Hue is called “Signify” now, which signifies nothing and involves you buying a new bridge called V2 which is really a bridge too far and will cost you 50 pounds sterling to keep your very expensive and existing lights, er, light going. Shine a light!

You need a V2 bridge, otherwise Google will say to you when you say “turn on toilet”, the answer will be in a shrill voice: “We don't support V1 any more.”

Although this is an extra cost for people that wasted gazillions for the first iteration, and the very expensive lights, the V2 bridge is like a rocket up your pants because it's been around for a few years and so maybe the V3 will go thermonuclear and exhaust your patience and your bank account.

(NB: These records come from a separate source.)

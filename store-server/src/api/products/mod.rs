//! Product API Module
//!
//! Catalog reads are public; mutations require the admin role. Stock is
//! only ever adjusted through order transitions, not through this API.

mod handler;

use axum::{Router, routing::get};

use crate::core::ServerState;

pub fn router() -> Router<ServerState> {
    Router::new().nest("/api/products", routes())
}

fn routes() -> Router<ServerState> {
    Router::new()
        .route("/", get(handler::list).post(handler::create))
        .route(
            "/{id}",
            get(handler::get_by_id)
                .put(handler::update)
                .delete(handler::delete),
        )
}
//! Server Implementation
//!
//! HTTP server startup and graceful shutdown.

use crate::api;
use crate::core::{Config, ServerState};
use crate::utils::AppError;

/// HTTP Server
pub struct Server {
    config: Config,
    state: Option<ServerState>,
}

impl Server {
    pub fn new(config: Config) -> Self {
        Self {
            config,
            state: None,
        }
    }

    /// Create server with existing state (tests, embedded use)
    pub fn with_state(config: Config, state: ServerState) -> Self {
        Self {
            config,
            state: Some(state),
        }
    }

    pub async fn run(&self) -> Result<(), AppError> {
        let state = match &self.state {
            Some(s) => s.clone(),
            None => ServerState::initialize(&self.config).await?,
        };

        let addr = std::net::SocketAddr::from(([0, 0, 0, 0], self.config.http_port));
        let listener = tokio::net::TcpListener::bind(addr)
            .await
            .map_err(|e| AppError::internal(format!("Failed to bind {addr}: {e}")))?;

        tracing::info!("Storefront server listening on {addr}");

        let router = api::router(state);
        axum::serve(listener, router)
            .with_graceful_shutdown(async {
                let _ = tokio::signal::ctrl_c().await;
                tracing::info!("Shutting down...");
            })
            .await
            .map_err(|e| AppError::internal(format!("Server error: {e}")))?;

        Ok(())
    }
}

As an early adopter of the Hue system – at my own expense by the way – I discovered, unlike the latest app has an inherent cruelty that “Signify” signifies.

Hue claims that it's easy to upgrade your settings from the sturdy V1 box to the flimsy V2 box. Not in my case.

The only way for me and my friend to get access to this “internet of fangs” was to enter the serial numbers of each of the bulbs to hook them up, one by one.

Hue supports 50 lights. I've only got nine.

First of all, you need to unscrew each lightbulb to write down the individual serial numbers so you can use the crap app to enter the six figure numbers, one by one.  Some of the lights are hot, so be careful when you unscrew bulbs.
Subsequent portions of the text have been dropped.